The Ackerman Center for Families and Health, under the leadership of Evan Imber-Black,
PhD, addresses the profound challenges posed by illness to families, patients and their
medical providers.
"During the two years that my father struggled with
colon cancer, my family spent long hours at the hospital. My mother
experienced depression and anxiety as she watched my father deteriorate.
My siblings and I seemed to engage in old patterns of jealousy
and competition that we hadn’t shown in decades. Not once,
in all the time my father was in and out of the hospital, did
anyone on the staff offer to meet with us as a family. Our relationships
were disintegrating.
A friend encouraged us to contact the Center
for Families and Health at the Ackerman Institute. The therapists
met with us as a family, helped my mom to cope, and enabled
my brothers and I to sort out our old differences that this cancer
had brought back to life. They walked along side of us through
my father’s final illness and death. We came through this
terrible loss as a stronger family."
The Center for Families and Health offers effective Family Therapy
treatment and research for families experiencing acute, chronic
or life-threatening illness.

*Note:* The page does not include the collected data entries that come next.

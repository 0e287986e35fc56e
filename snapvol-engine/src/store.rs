//! Record store access.
//!
//! The provisioner only reads records. The snapshot taker also writes them,
//! through [`RecordWriter`].

use std::collections::HashMap;

use async_trait::async_trait;
use tokio::sync::RwLock;

use crate::error::Result;
use crate::types::{Snapshot, SnapshotData, Volume};

/// Read access to Snapshot, SnapshotData and Volume records.
///
/// A missing record is `Ok(None)`; errors are reserved for store failures.
#[async_trait]
pub trait RecordStore: Send + Sync {
    async fn get_snapshot(&self, namespace: &str, name: &str) -> Result<Option<Snapshot>>;

    async fn get_snapshot_data(&self, namespace: &str, name: &str) -> Result<Option<SnapshotData>>;

    async fn get_volume(&self, name: &str) -> Result<Option<Volume>>;
}

/// Write access for the components that produce records.
#[async_trait]
pub trait RecordWriter: RecordStore {
    async fn put_snapshot(&self, snapshot: &Snapshot) -> Result<()>;

    async fn put_snapshot_data(&self, namespace: &str, data: &SnapshotData) -> Result<()>;

    async fn delete_snapshot_data(&self, namespace: &str, name: &str) -> Result<()>;

    async fn put_volume(&self, volume: &Volume) -> Result<()>;

    async fn delete_volume(&self, name: &str) -> Result<()>;
}

type Key = (String, String);

fn key(namespace: &str, name: &str) -> Key {
    (namespace.to_string(), name.to_string())
}

/// In-memory record store for tests and development.
#[derive(Default)]
pub struct MemoryRecordStore {
    snapshots: RwLock<HashMap<Key, Snapshot>>,
    snapshot_data: RwLock<HashMap<Key, SnapshotData>>,
    volumes: RwLock<HashMap<String, Volume>>,
}

impl MemoryRecordStore {
    pub fn new() -> Self {
        Self::default()
    }
}

#[async_trait]
impl RecordStore for MemoryRecordStore {
    async fn get_snapshot(&self, namespace: &str, name: &str) -> Result<Option<Snapshot>> {
        Ok(self.snapshots.read().await.get(&key(namespace, name)).cloned())
    }

    async fn get_snapshot_data(&self, namespace: &str, name: &str) -> Result<Option<SnapshotData>> {
        Ok(self.snapshot_data.read().await.get(&key(namespace, name)).cloned())
    }

    async fn get_volume(&self, name: &str) -> Result<Option<Volume>> {
        Ok(self.volumes.read().await.get(name).cloned())
    }
}

#[async_trait]
impl RecordWriter for MemoryRecordStore {
    async fn put_snapshot(&self, snapshot: &Snapshot) -> Result<()> {
        self.snapshots
            .write()
            .await
            .insert(key(&snapshot.namespace, &snapshot.name), snapshot.clone());
        Ok(())
    }

    async fn put_snapshot_data(&self, namespace: &str, data: &SnapshotData) -> Result<()> {
        self.snapshot_data
            .write()
            .await
            .insert(key(namespace, &data.name), data.clone());
        Ok(())
    }

    async fn delete_snapshot_data(&self, namespace: &str, name: &str) -> Result<()> {
        self.snapshot_data.write().await.remove(&key(namespace, name));
        Ok(())
    }

    async fn put_volume(&self, volume: &Volume) -> Result<()> {
        self.volumes
            .write()
            .await
            .insert(volume.name.clone(), volume.clone());
        Ok(())
    }

    async fn delete_volume(&self, name: &str) -> Result<()> {
        self.volumes.write().await.remove(name);
        Ok(())
    }
}

#[cfg(test)]
mod tests {
    use super::*;
    use crate::types::SnapshotDataSource;

    #[tokio::test]
    async fn test_snapshots_are_namespaced() {
        let store = MemoryRecordStore::new();
        store.put_snapshot(&Snapshot::new("team-a", "s1")).await.unwrap();

        assert!(store.get_snapshot("team-a", "s1").await.unwrap().is_some());
        assert!(store.get_snapshot("team-b", "s1").await.unwrap().is_none());
    }

    #[tokio::test]
    async fn test_snapshot_data_delete() {
        let store = MemoryRecordStore::new();
        let data = SnapshotData::new("d1", SnapshotDataSource::host_path("/tmp/abc.tgz"));
        store.put_snapshot_data("default", &data).await.unwrap();
        assert_eq!(store.get_snapshot_data("default", "d1").await.unwrap(), Some(data));

        store.delete_snapshot_data("default", "d1").await.unwrap();
        assert!(store.get_snapshot_data("default", "d1").await.unwrap().is_none());
        // Deleting again is a no-op.
        store.delete_snapshot_data("default", "d1").await.unwrap();
    }
}
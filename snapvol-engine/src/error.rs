//! Error types for the snapshot engine.

use std::fmt;

use thiserror::Error;

/// Kind of record held by the record store.
#[derive(Debug, Clone, Copy, PartialEq, Eq)]
pub enum RecordKind {
    Snapshot,
    SnapshotData,
    Volume,
}

impl fmt::Display for RecordKind {
    fn fmt(&self, f: &mut fmt::Formatter<'_>) -> fmt::Result {
        match self {
            RecordKind::Snapshot => write!(f, "Snapshot"),
            RecordKind::SnapshotData => write!(f, "SnapshotData"),
            RecordKind::Volume => write!(f, "Volume"),
        }
    }
}

/// Errors that can occur while taking, deleting or restoring snapshots.
#[derive(Error, Debug)]
pub enum SnapshotError {
    /// Malformed input, or a record whose backend does not match the plugin.
    #[error("Invalid spec: {0}")]
    InvalidSpec(String),

    /// The claim carries no snapshot annotation.
    #[error("Annotation {0} not found on claim")]
    MissingAnnotation(String),

    /// A referenced record does not exist (yet).
    #[error("{kind} {namespace}/{name} not found")]
    RecordNotFound {
        kind: RecordKind,
        namespace: String,
        name: String,
    },

    /// The snapshot exists but is not bound to any snapshot data.
    #[error("Snapshot {0} is not bound to any SnapshotData")]
    UnboundSnapshot(String),

    /// No plugin is registered for the volume type, or no type could be determined.
    #[error("Unsupported volume type: {0}")]
    UnsupportedVolumeType(String),

    /// The backend operation itself failed.
    #[error("Backend operation failed: {0}")]
    BackendFailure(String),

    /// Restoring the snapshot failed inside the plugin.
    #[error("Failed to create a volume from snapshot {snapshot}: {source}")]
    RestoreFailed {
        snapshot: String,
        #[source]
        source: Box<SnapshotError>,
    },

    /// The volume carries no ownership annotation.
    #[error("Volume not owned: {0}")]
    NotOwned(String),

    /// The claim asks for something this engine cannot do.
    #[error("Unsupported request: {0}")]
    UnsupportedRequest(String),

    /// Record store failure other than a missing record.
    #[error("Record store error: {0}")]
    Store(String),

    /// Provider or plugin configuration error.
    #[error("Invalid configuration: {0}")]
    Config(String),
}

impl SnapshotError {
    /// Shorthand for [`SnapshotError::RecordNotFound`].
    pub fn not_found(kind: RecordKind, namespace: &str, name: &str) -> Self {
        SnapshotError::RecordNotFound {
            kind,
            namespace: namespace.to_string(),
            name: name.to_string(),
        }
    }

    /// Whether calling again without operator or caller action can succeed.
    ///
    /// Missing or unbound records may appear later and backend failures may be
    /// transient. Everything else needs the input or the deployment to change.
    pub fn is_retryable(&self) -> bool {
        match self {
            SnapshotError::RecordNotFound { .. }
            | SnapshotError::UnboundSnapshot(_)
            | SnapshotError::BackendFailure(_)
            | SnapshotError::RestoreFailed { .. }
            | SnapshotError::Store(_) => true,
            SnapshotError::InvalidSpec(_)
            | SnapshotError::MissingAnnotation(_)
            | SnapshotError::UnsupportedVolumeType(_)
            | SnapshotError::NotOwned(_)
            | SnapshotError::UnsupportedRequest(_)
            | SnapshotError::Config(_) => false,
        }
    }
}

/// Result type alias for engine operations.
pub type Result<T> = std::result::Result<T, SnapshotError>;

Collaboration and training for medical
professionals and allied health care professions is provided as
well as consultations with health care facilities and staff. Assistance
is also given to families and patients facing the complexities of
new medical technologies.
Using Multiple Family Discussion Groups, many of the Center's projects
offer support, bringing families together who are confronting and
living with illness to meet with other families in similar situations.
Families gain an understanding of how the illness itself impacts
family relationships. They learn how best to find a way to respect
that there is an illness while keeping the illness in its place,
without allowing it to control all aspects of the family's life.
The Center for Families and Health Multiple Family Discussion Groups
pays particular attention to the burden of multiple illnesses occurring
in the same family. The Center’s research with MFDG’s
focuses on low-income families of color.